Young v. State

Decision Date09 June 1978
Docket NumberNo. 55777,55777
Citation245 S.E.2d 866,146 Ga.App. 167
PartiesYOUNG v. The STATE.
CourtGeorgia Court of Appeals

Wayne M. Purdom, Atlanta, for appellant.

John R. Thompson, Sol., William E. Mumford, Asst. Sol., for appellee.

DEEN, Presiding Judge.

The defendant was tried and convicted of abandonment of his minor child in the State Court of DeKalb County (formerly the Civil Court of DeKalb County). The evidence shows that he ceased paying child support under a divorce decree in December, 1976, after his wife's remarriage; that he signed a consent to adoption prepared by her lawyer in favor of her new husband and the adoption proceeding was filed in March or April; that the parties later separated, however, and the petition was dismissed in July, 1977; that nothing has been paid except for $100 paid since this suit was filed, although some funds have been paid into court in another pending garnishment action. The defense on the merits of the case contends that under these circumstances the defendant was justified in believing that the adoption proceeding had resulted in severance of his obligations. Held:

1. The evidence, although contradictory in some aspects, is sufficient to support a finding that the defendant was not misled into believing that his signature on a consent to adopt relieved him of his duties of support.

2. The defendant filed a notice to produce seeking to obtain from the state certain evidence properly in the possession of the prosecutrix or other third parties. State v. Haynie, 240 Ga. 866, 242 S.E.2d 713 (1978), overruling the Court of Appeals case in reliance on which the appellant acted, holds that while a motion to produce may be filed and served on the state, such a motion will not reach material which is not in the state's possession. Thus, a defendant in a criminal case cannot make the office of the solicitor or district attorney its agent in ferreting out evidence which it does not possess and which would constitute a search and seizure of third persons involved only as victims of the crime.

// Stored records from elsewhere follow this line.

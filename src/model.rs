use crate::sort::SortDescriptor;
use serde::{Deserialize, Serialize};
use std::time::Duration;

#[derive(Debug, Clone, Serialize, Deserialize)]
pub struct AppConfig {
    pub view: ViewKind,
    pub sort: SortDescriptor,
    #[serde(with = "humantime_serde")]
    pub simulated_latency: Duration,
    pub seed: Option<u64>,
    pub launch: Option<ActionKind>,
    pub target: usize,
}

#[derive(Debug, Clone, Copy, PartialEq, Eq, Serialize, Deserialize, clap::ValueEnum)]
#[serde(rename_all = "lowercase")]
pub enum ViewKind {
    /// Prophecy cards grouped by failure cause
    Cards,
    /// Flat device table with failure probabilities
    Table,
}

impl ViewKind {
    /// Sort field the view opens with.
    pub fn default_sort_field(self) -> &'static str {
        match self {
            ViewKind::Cards => "names.length",
            ViewKind::Table => "failureProbability",
        }
    }
}

#[derive(Debug, Clone, Copy, PartialEq, Eq, Hash, Serialize, Deserialize, clap::ValueEnum)]
#[serde(rename_all = "kebab-case")]
pub enum ActionKind {
    RemoteAction,
    Automation,
    Campaign,
}

impl ActionKind {
    pub fn label(self) -> &'static str {
        match self {
            ActionKind::RemoteAction => "Remote action",
            ActionKind::Automation => "Automation",
            ActionKind::Campaign => "Campaign",
        }
    }

    /// Toast text shown when an action of this kind succeeds.
    pub fn success_message(self, action_id: &str) -> String {
        match self {
            ActionKind::RemoteAction => {
                format!("Remote action \"{action_id}\" launched successfully")
            }
            ActionKind::Automation => format!("Automation \"{action_id}\" created successfully"),
            ActionKind::Campaign => format!("Campaign \"{action_id}\" created successfully"),
        }
    }

    pub fn failure_message(self, action_id: &str, reason: &str) -> String {
        format!("{} \"{action_id}\" failed: {reason}", self.label())
    }
}

#[derive(Debug, Clone, PartialEq, Eq, Serialize, Deserialize)]
pub struct ActionRequest {
    pub action_id: String,
    pub kind: ActionKind,
    #[serde(with = "humantime_serde")]
    pub simulated_latency: Duration,
}

impl ActionRequest {
    pub fn new(action_id: impl Into<String>, kind: ActionKind, simulated_latency: Duration) -> Self {
        Self {
            action_id: action_id.into(),
            kind,
            simulated_latency,
        }
    }
}

#[derive(Debug, Clone, Copy, PartialEq, Eq, Serialize, Deserialize)]
pub enum RunState {
    Idle,
    Running,
    Completed,
    Cancelled,
    /// Reserved for a real backend; the simulation itself never fails.
    Failed,
}

impl RunState {
    pub fn is_terminal(self) -> bool {
        matches!(
            self,
            RunState::Completed | RunState::Cancelled | RunState::Failed
        )
    }
}

#[derive(Debug, Clone, Copy, PartialEq, Eq, Serialize, Deserialize)]
pub enum NotificationKind {
    Success,
    Warning,
    Error,
}

#[derive(Debug, Clone, PartialEq, Eq, Serialize, Deserialize)]
pub struct Notification {
    pub message: String,
    pub kind: NotificationKind,
    #[serde(default)]
    pub timestamp_utc: String,
}

impl Notification {
    pub fn new(message: impl Into<String>, kind: NotificationKind) -> Self {
        Self {
            message: message.into(),
            kind,
            timestamp_utc: time::OffsetDateTime::now_utc()
                .format(&time::format_description::well_known::Rfc3339)
                .unwrap_or_else(|_| "now".into()),
        }
    }
}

3. After conviction the defendant filed what is in effect a motion in arrest of judgment on the ground that the accusation preferred against him was void as not supported by an affidavit. Several cases have stated or assumed an affidavit is a necessary base for an accusation: Scroggins v. State, 55 Ga. 380 (1875); Smith v. State, 63 Ga. 168 (1) (1879); Flanders v. State, 9 Ga.App. 820 (1), 72 S.E. 286 (1911); Gilbert v. State, 17 Ga.App. 143, 86 S.E. 415 (1915); Chauncey v. State, 129 Ga.App. 207 (2), 199 S.E.2d 391 (1973); Rogers v. State, 133 Ga.App. 513, 211 S.E.2d 373 (1974); Martin v. State, 139 Ga.App. 8, 228 S.E.2d 15 (1976). We have examined these cases and find them correct on their facts in that they were either appealed from county or justice of the peace courts having local legislation which required that the accusation be based on an affidavit, or they were based on early Code sections since repealed, in particular § 299 of the Code of 1882 (and prior enactments) which allowed accusations framed by the county judge and based on affidavits where no indictment was demanded by the defendant. The Code of 1895 and subsequent Codes dropped this language. While most county courts still required that the accusation be based on an affidavit, certain enabling legislation in other Acts creating local courts eliminated this requirement, in which cases the affidavit was held not essential. See, e. g., Davis v. State, 11 Ga.App. 10 (3), 74 S.E. 442 (1912) (City Court of Savannah); Underwood v. State, 30 Ga.App. 257 (1), 117 S.E. 668 (1923) (City Court of Miller County); Maddox v. State, 145 Ga.App. 212, 243 S.E.2d 636 (1978) (State Court of Gwinnett County). The present case is from the State Court of DeKalb County (formerly the Civil Court), which provides that misdemeanor prosecutions shall be by written accusation based on affidavit but "the solicitor or assistant solicitor, in his discretion, may make such accusation and proceed to trial thereon without an affidavit as the basis therefor." Ga. L. 1956, pp. 3137, 3140. In Wright v. Davis, 120...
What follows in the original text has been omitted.